The effects of biological lubricating molecules on flexor tendon reconstruction in a canine allograft model in vivo

Abstract

Background: Using allograft is an attractive alternative for flexor tendon reconstruction because of the lack of donor-site morbidity, and better matching to the intrasynovial environment. The purpose of this study was to use biological lubricant molecules to modify the graft surface to decrease adhesions and improve digit function.

Methods: Twenty-eight flexor digitorum profundus tendons from the second and fifth digits of 14 dogs were lacerated and repaired to create a model with repair failure and scar digit for tendon reconstruction. Six weeks after the initial operation, the tendons were reconstructed with flexor digitorum profundus allograft tendons obtained from canine cadavers. One graft tendon in each dog was treated with saline as a control and the other was treated with carbodiimide-derivatized hyaluronic acid and gelatin plus lubricin. Six weeks postoperatively, digit function, graft mechanics, and biology were analyzed.

Results: Allograft tendons treated with carbodiimide-derivatized hyaluronic acid-lubricin had decreased adhesions at the proximal tendon/graft repair and within the flexor sheath, improved digit function, and increased graft gliding ability. The treatment also reduced the strength at the distal tendon-to-bone repair, but the distal attachment rupture rate was similar for both graft types. Histologic evaluation showed that viable cells migrated to the allograft, but these were limited to the tendon surface.
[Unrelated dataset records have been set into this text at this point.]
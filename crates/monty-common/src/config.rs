use std::path::{Path, PathBuf};

use serde::Deserialize;

/// File name searched for when discovering a project configuration.
pub const CONFIG_FILE_NAME: &str = "Monty.toml";

/// Default number of characters shown for a token value in debug dumps.
pub const DEFAULT_DISPLAY_WIDTH: usize = 254;

const LOG_LEVELS: [&str; 5] = ["error", "warn", "info", "debug", "trace"];

/// The parsed Monty.toml configuration.
#[derive(Debug, Clone, Default, PartialEq)]
pub struct MontyConfig {
    pub output: OutputConfig,
    pub log: LogConfig,
    /// The file this configuration was loaded from, if any.
    pub source: Option<PathBuf>,
}

/// How token dumps are rendered.
#[derive(Debug, Clone, Copy, PartialEq, Eq, Default, Deserialize)]
#[serde(rename_all = "lowercase")]
pub enum OutputFormat {
    /// `Token(type='...', value='...', line=N, column=N)` per line.
    #[default]
    Debug,
    /// One JSON object per line.
    Json,
}

#[derive(Debug, Clone, PartialEq, Deserialize)]
pub struct OutputConfig {
    #[serde(default)]
    pub format: OutputFormat,
    #[serde(default = "default_display_width")]
    pub display_width: usize,
    #[serde(default)]
    pub skip_comments: bool,
}

impl Default for OutputConfig {
    fn default() -> Self {
        Self {
            format: OutputFormat::default(),
            display_width: DEFAULT_DISPLAY_WIDTH,
            skip_comments: false,
        }
    }
}

#[derive(Debug, Clone, PartialEq, Deserialize)]
pub struct LogConfig {
    #[serde(default = "default_log_level")]
    pub level: String,
}

impl Default for LogConfig {
    fn default() -> Self {
        Self {
            level: default_log_level(),
        }
    }
}

fn default_display_width() -> usize {
    DEFAULT_DISPLAY_WIDTH
}

fn default_log_level() -> String {
    "warn".to_string()
}

/// Raw TOML structure for deserialization.
#[derive(Deserialize)]
struct RawConfig {
    #[serde(default)]
    output: OutputConfig,
    #[serde(default)]
    log: LogConfig,
}

/// Errors that can occur when loading a configuration file.
#[derive(Debug, thiserror::Error)]
pub enum ConfigError {
    #[error("failed to read Monty.toml: {0}")]
    Read(#[from] std::io::Error),
    #[error("invalid Monty.toml: {0}")]
    Parse(String),
    #[error("invalid Monty.toml: [output] display_width must be at least 1")]
    InvalidWidth,
    #[error("invalid Monty.toml: [log] unknown level '{0}' (expected one of error, warn, info, debug, trace)")]
    InvalidLogLevel(String),
}

/// Walk up from `start_dir` looking for `Monty.toml`.
pub fn find_config(start_dir: &Path) -> Option<PathBuf> {
    let mut current = start_dir.to_path_buf();
    loop {
        let candidate = current.join(CONFIG_FILE_NAME);
        if candidate.is_file() {
            return Some(candidate);
        }
        if !current.pop() {
            return None;
        }
    }
}

/// Load and validate a configuration file.
pub fn load_config(path: &Path) -> Result<MontyConfig, ConfigError> {
    let content = std::fs::read_to_string(path)?;
    let mut config = parse_config(&content)?;
    config.source = Some(path.to_path_buf());
    Ok(config)
}

/// Parse and validate configuration text.
pub fn parse_config(content: &str) -> Result<MontyConfig, ConfigError> {
    let raw: RawConfig =
        toml::from_str(content).map_err(|e| ConfigError::Parse(e.to_string()))?;

    if raw.output.display_width == 0 {
        return Err(ConfigError::InvalidWidth);
    }
    validate_log_level(&raw.log.level)?;

    Ok(MontyConfig {
        output: raw.output,
        log: raw.log,
        source: None,
    })
}

/// Check that `level` names a known log level.
fn validate_log_level(level: &str) -> Result<(), ConfigError> {
    if LOG_LEVELS.contains(&level) {
        Ok(())
    } else {
        Err(ConfigError::InvalidLogLevel(level.to_string()))
    }
}

/// Find and load the configuration governing `start_dir`.
///
/// A missing file is not an error: defaults are returned instead.
pub fn find_and_load_config(start_dir: &Path) -> Result<MontyConfig, ConfigError> {
    match find_config(start_dir) {
        Some(path) => load_config(&path),
        None => Ok(MontyConfig::default()),
    }
}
Conclusions: Carbodiimide-derivatized hyaluronic acid-lubricin treatment of tendon allograft improves digit functional outcomes after flexor tendon reconstruction. However, delayed bone-to-tendon healing should be a caution. Furthermore, the cell infiltration into the allograft tendon substance should be a target for future studies, to shorten the allograft self-regeneration period.

Figure 1

Schematic diagram of the graft with digits zones I-III. The graft in zone I and zone II was assessed for work of flexion and adhesion formation. The graft in zone I was also tested for tendon to bone healing strength, and the graft in zone II was assessed for graft friction. The proximal host tendon to graft repair in zone III was used to evaluate the adhesion breaking strength. The graft segments in zone I, II, and III were also processed for histology. (DIP: distal interphalangeal joint; PIP: proximal interphalangeal joint; MCP: metacarpophalangeal joint)

Figure 2

The mean and standard deviation of adhesion breaking strength and stiffness at the proximal tendon/graft repair site for normal FDP tendon (Normal), cd-HA-Lubricin (CHL) treated, and saline treated control graft tendons. Asterisk denotes a significant difference (p < 0.05).

Figure 3

The mean and standard deviation of adhesion score between cd-HA-Lubricin (CHL) and saline control group. Asterisk denotes a significant difference (p < 0.05).

Figure 4

The mean and standard deviation of normalized work of flexion (nWOF) for normal digit (Normal), cd-HA-Lubricin (CHL), and saline treated control groups. Asterisk denotes a significant difference (p < 0.05).

Figure 5

The mean and standard deviation of tendon gliding resistance for normal FDP tendon (Normal), cd-HA-Lubricin (CHL) treated, and control graft tendons. Asterisk denotes a significant difference (p < 0.05).

Figure 6

The mean and standard deviation of failure strength and stiffness at the distal graft to bone attachment for time-0, cd-HA-Lubricin (CHL) treated, and saline treated control graft tendons. Asterisk denotes a significant difference (p < 0.05).

Figure 7

Left column displays H&E staining of normal FDP tendon (top, left) Note that tenocytes are aligned along tendon fascicles, with a smooth surface. The graft treated with CHL also showed a smooth surface with a cell layer attached (Center, left). No cells are present within the CHL grafts. The saline treated graft show a rough surface with adhesion formation (bottom, left). Middle column (tendon surface) and right column (tendon longitudinal section) show viable cells (green) identified by calcein-AM and ethidium homodimer probe under confocal microscopy. All three groups showed a large amount of live cells on the tendon surface. Cells are well aligned longitudinally in the normal FDP tendon (top, middle). However, the cells on both grafts are disorganized (center, middle and bottom, middle). In the tendon longitudinal sections, there are cell layers within the normal FDP tendon (top, right). Many dead cells (in red) were also observed on the normal tendon longitudinal section, which might be related to sample preparation (sectioning or manipulating) before staining that caused the cell death. No viable cells or dead cells were observed within either graft tendons (center, right and bottom, right).

Figure 8

Masson-Trichrome staining image of normal FDP tendon distal insertion (A) displays a gradient of chondrocytes within the transitional zone between tendon and bone (yellow frame). However, there was no such fibrocartilage transitional zone at the tendon to bone interface in either graft group. Note gaps at the tendon/bone interface in the cd-HA-lubricin treated graft (yellow arrows) compared to a solid connection at the tendon/bone interface in the saline control group (green arrows).